Class consciousness, rationalism, and the rise of peasant brain
What exactly is class consciousness, anyway?
Carl Sagan, in The Demon-Haunted World, celebrates our ability to predict solar eclipses as the culmination of millenia of human curiosity and intelligence. “If you want to know when the next eclipse of the Sun will be, you might try magicians or mystics, but you’ll do much better with scientists,” he writes.
They will tell you where on Earth to stand, when you have to be there, and whether it will be a partial eclipse, a total eclipse, or an annular eclipse. They can routinely predict a solar eclipse, to the minute, millennium in advance… Think of how many religions attempt to validate themselves with prophecy…has there ever been a religion with the prophetic accuracy and reliability of science?
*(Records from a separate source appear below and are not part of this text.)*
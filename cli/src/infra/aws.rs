//! Infrastructure implementation of the instance ports over the `aws` CLI.
//!
//! `AwsCliProvider<R>` routes every EC2 call through a `CommandRunner`, so
//! tests can inject canned output without spawning processes.

use std::collections::BTreeMap;
use std::process::Output;

use anyhow::{Context, Result};
use serde::Deserialize;
use tracing::debug;

use crate::application::ports::{Ack, CommandRunner, InstanceCommand, InstanceQuery};
use crate::domain::instance::{InstanceGroup, InstanceId, RawInstance};
use crate::infra::command_runner::TokioCommandRunner;

/// Program invoked for every provider call.
pub const AWS_PROGRAM: &str = "aws";

// ── Wire format ──────────────────────────────────────────────────────────────

#[derive(Debug, Deserialize)]
#[serde(rename_all = "PascalCase")]
struct DescribeInstancesResponse {
    #[serde(default)]
    reservations: Vec<Reservation>,
}

#[derive(Debug, Deserialize)]
#[serde(rename_all = "PascalCase")]
struct Reservation {
    #[serde(default)]
    instances: Vec<Ec2Instance>,
}

#[derive(Debug, Deserialize)]
#[serde(rename_all = "PascalCase")]
struct Ec2Instance {
    instance_id: String,
    state: Ec2State,
    #[serde(default)]
    tags: Vec<Ec2Tag>,
}

#[derive(Debug, Deserialize)]
#[serde(rename_all = "PascalCase")]
struct Ec2State {
    name: String,
}

#[derive(Debug, Deserialize)]
#[serde(rename_all = "PascalCase")]
struct Ec2Tag {
    key: String,
    value: String,
}

#[derive(Debug, Deserialize)]
#[serde(rename_all = "PascalCase")]
struct StateChangeResponse {
    #[serde(default, alias = "StartingInstances", alias = "StoppingInstances")]
    instances: Vec<StateChange>,
}

#[derive(Debug, Deserialize)]
#[serde(rename_all = "PascalCase")]
struct StateChange {
    instance_id: String,
    current_state: Ec2State,
}

/// Parse `aws ec2 describe-instances --output json`.
///
/// # Errors
///
/// Returns an error if the document is not a describe-instances response.
pub fn parse_describe_instances(json: &[u8]) -> Result<Vec<InstanceGroup>> {
    let response: DescribeInstancesResponse =
        serde_json::from_slice(json).context("cannot parse describe-instances output")?;
    Ok(response
        .reservations
        .into_iter()
        .map(|reservation| InstanceGroup {
            instances: reservation
                .instances
                .into_iter()
                .map(|instance| RawInstance {
                    id: InstanceId::new(instance.instance_id),
                    state: instance.state.name,
                    tags: instance
                        .tags
                        .into_iter()
                        .map(|tag| (tag.key, tag.value))
                        .collect::<BTreeMap<_, _>>(),
                })
                .collect(),
        })
        .collect())
}

/// Parse `aws ec2 start-instances` / `stop-instances` output.
///
/// # Errors
///
/// Returns an error if the document is not a state-change response.
pub fn parse_state_change(json: &[u8]) -> Result<Ack> {
    let response: StateChangeResponse =
        serde_json::from_slice(json).context("cannot parse state-change output")?;
    Ok(Ack {
        current_states: response
            .instances
            .into_iter()
            .map(|change| (InstanceId::new(change.instance_id), change.current_state.name))
            .collect(),
    })
}

// ── Provider ─────────────────────────────────────────────────────────────────

/// EC2 through the `aws` CLI.
///
/// Generic over `R: CommandRunner` so that tests can inject a mock runner
/// without spawning real processes.
#[derive(Debug, Clone)]
pub struct AwsCliProvider<R: CommandRunner> {
    runner: R,
    region: Option<String>,
    profile: Option<String>,
}

impl<R: CommandRunner> AwsCliProvider<R> {
    pub fn new(runner: R, region: Option<String>, profile: Option<String>) -> Self {
        Self {
            runner,
            region,
            profile,
        }
    }

    /// Full argument list for `aws ec2 <subcommand>`.
    #[must_use]
    pub fn ec2_args(&self, subcommand: &str, ids: &[InstanceId]) -> Vec<String> {
        let mut args = vec!["ec2".to_string(), subcommand.to_string()];
        if !ids.is_empty() {
            args.push("--instance-ids".to_string());
            args.extend(ids.iter().map(|id| id.as_str().to_string()));
        }
        args.extend(["--output".to_string(), "json".to_string()]);
        if let Some(region) = &self.region {
            args.extend(["--region".to_string(), region.clone()]);
        }
        if let Some(profile) = &self.profile {
            args.extend(["--profile".to_string(), profile.clone()]);
        }
        args
    }

    async fn ec2(&self, subcommand: &str, ids: &[InstanceId]) -> Result<Vec<u8>> {
        let args = self.ec2_args(subcommand, ids);
        let argv: Vec<&str> = args.iter().map(String::as_str).collect();
        debug!(subcommand, instances = ids.len(), "calling aws ec2");
        let output = self.runner.run(AWS_PROGRAM, &argv).await?;
        check_status(subcommand, output)
    }
}

impl AwsCliProvider<TokioCommandRunner> {
    /// Convenience constructor for production use.
    #[must_use]
    pub fn default_runner(region: Option<String>, profile: Option<String>) -> Self {
        Self::new(TokioCommandRunner::default(), region, profile)
    }
}

/// The provider's stderr is the error message, so callers can surface it
/// verbatim.
fn check_status(subcommand: &str, output: Output) -> Result<Vec<u8>> {
    if output.status.success() {
        return Ok(output.stdout);
    }
    let stderr = String::from_utf8_lossy(&output.stderr).trim().to_string();
    debug!(subcommand, status = %output.status, "aws ec2 call failed");
    if stderr.is_empty() {
        anyhow::bail!("aws ec2 {subcommand} exited with {}", output.status);
    }
    Err(anyhow::Error::msg(stderr))
}

impl<R: CommandRunner> InstanceQuery for AwsCliProvider<R> {
    async fn describe_instances(&self, ids: &[InstanceId]) -> Result<Vec<InstanceGroup>> {
        let stdout = self.ec2("describe-instances", ids).await?;
        parse_describe_instances(&stdout)
    }
}

impl<R: CommandRunner> InstanceCommand for AwsCliProvider<R> {
    async fn start_instances(&self, ids: &[InstanceId]) -> Result<Ack> {
        let stdout = self.ec2("start-instances", ids).await?;
        parse_state_change(&stdout)
    }

    async fn stop_instances(&self, ids: &[InstanceId]) -> Result<Ack> {
        let stdout = self.ec2("stop-instances", ids).await?;
        parse_state_change(&stdout)
    }
}
//! Application context: unified state passed to every command handler.
//!
//! `AppContext` carries the output context, the config store and the
//! per-invocation overrides. Adding a new cross-cutting concern requires
//! one field here and no command signature changes.

use anyhow::Result;

use crate::application::services::config_service::{self, ConfigOverrides};
use crate::application::services::engine::{Engine, EngineSettings};
use crate::domain::config::SwitchboardConfig;
use crate::domain::instance::InstanceId;
use crate::infra::aws::AwsCliProvider;
use crate::infra::command_runner::TokioCommandRunner;
use crate::infra::config::YamlConfigStore;
use crate::output::OutputContext;
use crate::output::human::HumanRenderer;

/// The production provider: EC2 through the `aws` CLI.
pub type AwsProvider = AwsCliProvider<TokioCommandRunner>;

/// The production engine.
pub type AwsEngine = Engine<AwsProvider, AwsProvider>;

/// Output rendering mode.
#[derive(Debug, Clone, Copy, PartialEq, Eq)]
pub enum OutputMode {
    /// Human-readable terminal output (default).
    Human,
    /// Machine-readable JSON output.
    Json,
}

/// Output rendering flags.
pub struct OutputFlags {
    /// Disable ANSI color output.
    pub no_color: bool,
    /// Suppress non-error output.
    pub quiet: bool,
    /// Enable JSON output mode.
    pub json: bool,
}

/// Flags passed from the top-level CLI to `AppContext::new`.
pub struct AppFlags {
    pub output: OutputFlags,
    pub overrides: ConfigOverrides,
}

/// Unified application context passed to every command handler.
///
/// Constructed once in `Cli::run()` and passed as `&AppContext` to all
/// command handlers.
pub struct AppContext {
    /// Terminal output context (colors, quiet mode).
    pub output: OutputContext,
    /// Output rendering mode (human vs JSON).
    pub mode: OutputMode,
    pub config_store: YamlConfigStore,
    /// Command-line overrides applied on top of the config file.
    pub overrides: ConfigOverrides,
}

impl AppContext {
    /// Construct an `AppContext` from top-level CLI flags.
    #[must_use]
    pub fn new(flags: AppFlags) -> Self {
        let mode = if flags.output.json {
            OutputMode::Json
        } else {
            OutputMode::Human
        };
        Self {
            output: OutputContext::new(flags.output.no_color, flags.output.quiet),
            mode,
            config_store: YamlConfigStore,
            overrides: flags.overrides,
        }
    }

    /// Returns `true` when JSON output mode is active.
    #[must_use]
    pub fn is_json(&self) -> bool {
        self.mode == OutputMode::Json
    }

    #[must_use]
    pub fn human(&self) -> HumanRenderer<'_> {
        HumanRenderer::new(&self.output)
    }

    /// Effective configuration: file plus overrides.
    ///
    /// # Errors
    ///
    /// Returns an error if the config file cannot be read or a value is invalid.
    pub fn config(&self) -> Result<SwitchboardConfig> {
        config_service::load_config(&self.config_store, &self.overrides)
    }

    /// Build an engine over the `aws` CLI.
    ///
    /// `tracked` replaces the configured instance list when given.
    #[must_use]
    pub fn engine(&self, config: &SwitchboardConfig, tracked: Option<Vec<InstanceId>>) -> AwsEngine {
        let provider = AwsProvider::default_runner(
            config.provider.region.clone(),
            config.provider.profile.clone(),
        );
        Engine::new(
            provider.clone(),
            provider,
            EngineSettings {
                tracked: tracked.unwrap_or_else(|| config.instances.clone()),
                poll_interval: config.poll_interval(),
            },
        )
    }
}
//! Infrastructure implementation of the `CommandRunner` port.
//!
//! `TokioCommandRunner` spawns the provider CLI with a per-call timeout.

use std::process::{Output, Stdio};
use std::time::Duration;

use anyhow::{Context, Result};
use tokio::io::AsyncReadExt;
use tracing::trace;

use crate::application::ports::CommandRunner;

/// Default timeout for provider CLI calls (describe, start, stop).
pub const DEFAULT_CMD_TIMEOUT: Duration = Duration::from_secs(30);

/// `CommandRunner` backed by `tokio::process`.
///
/// A timed-out child is killed explicitly inside `tokio::select!`; dropping
/// the output future alone would leave it running.
#[derive(Debug, Clone, Copy)]
pub struct TokioCommandRunner {
    timeout: Duration,
}

impl TokioCommandRunner {
    #[must_use]
    pub fn new(timeout: Duration) -> Self {
        Self { timeout }
    }
}

impl Default for TokioCommandRunner {
    fn default() -> Self {
        Self::new(DEFAULT_CMD_TIMEOUT)
    }
}

impl CommandRunner for TokioCommandRunner {
    async fn run(&self, program: &str, args: &[&str]) -> Result<Output> {
        self.run_with_timeout(program, args, self.timeout).await
    }

    async fn run_with_timeout(
        &self,
        program: &str,
        args: &[&str],
        timeout: Duration,
    ) -> Result<Output> {
        trace!(program, ?args, "spawning");
        let mut child = tokio::process::Command::new(program)
            .args(args)
            .stdin(Stdio::null())
            .stdout(Stdio::piped())
            .stderr(Stdio::piped())
            .kill_on_drop(true)
            .spawn()
            .with_context(|| format!("failed to spawn {program}"))?;

        let mut stdout_handle = child.stdout.take();
        let mut stderr_handle = child.stderr.take();

        tokio::select! {
            result = async {
                let (status, stdout, stderr) = tokio::join!(
                    child.wait(),
                    async {
                        let mut buf = Vec::new();
                        if let Some(ref mut h) = stdout_handle {
                            let _ = h.read_to_end(&mut buf).await;
                        }
                        buf
                    },
                    async {
                        let mut buf = Vec::new();
                        if let Some(ref mut h) = stderr_handle {
                            let _ = h.read_to_end(&mut buf).await;
                        }
                        buf
                    },
                );
                Ok(Output {
                    status: status.with_context(|| format!("waiting for {program}"))?,
                    stdout,
                    stderr,
                })
            } => result,
            () = tokio::time::sleep(timeout) => {
                let _ = child.kill().await;
                anyhow::bail!("{program} timed out after {}s", timeout.as_secs())
            }
        }
    }
}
I thought about Sagan last week as the United States prepared for the last total solar eclipse our country will see until 2045. There was, in the discourse, the usual round of celebration for science that always comes with high-profile astronomical events like this — but there was also something else. Marjorie Taylor Greene, in a strange fit of blasphemy1, warned that “God is sending America strong signs to tell us to repent. Earthquakes and eclipses and many more things to come.” Another viral post, noting the death of Peter Higgs, wrote “God Particle man of Higgs-Boson dies during the eclipse as Cern fires back up. Is this sus enough for you yet?” And most disturbingly, Danielle Johnson — an astrologist and social media influencer — killed her partner, one of her children, and herself after warning that the eclipse was a sign that “the apocalypse is here.”
Jaded readers may dismiss these incidents as more of the usual lunacy we’ve seen on social media for ages, but I cannot help but see in them a rising tide of irrationality that has not always been with us in this way. There were plenty of kooky and superstitious ideas in circulation among the conservative neighborhood kids I watched the eclipse with in 1994, but even among us it never occurred to anyone to interpret the event as anything other than a passing shadow. That the moon occasionally blocks out the sun because of the way the orbits work out was just a mundane fact that we all took for granted. This was in fact part of the genius of Sagan: his recognition that so many people, in the late twentieth century, had come to take scientific progress for granted. That we no longer saw this knowledge as something we had painstakingly gained, and that we could lose.
So Sagan published The Demon Haunted World just a year after the eclipse in 1995. And in the opening pages, he quoted from a statement by the Chinese Communist Party:
Public education in science has been withering in recent years. At the same time, activities of superstition and ignorance have been growing, and antiscience and pseudoscience cases have become frequent… The level of public education in science…is a matter of overall importance in economic development, scientific advance, and the progress of society…ignorance is never socialist, nor is poverty.
In the age of ascendant neoliberalism, with global literacy rates skyrocketing and technological progress delivering world-changing innovations on a regular basis, Sagan and CCP were hardly the voices of consensus; today, however, it’s hard not to read their warnings as prophetic. Today, anti-vaccination sentiment has evolved from a fringe concern to a powerful political force. Among Republicans, belief in anthropogenic climate change has dropped 20 points over the last two decades. And today, the pseudo-scientific field of “race science” — thought deader than a doornail just a few decades ago — has come roaring back to life.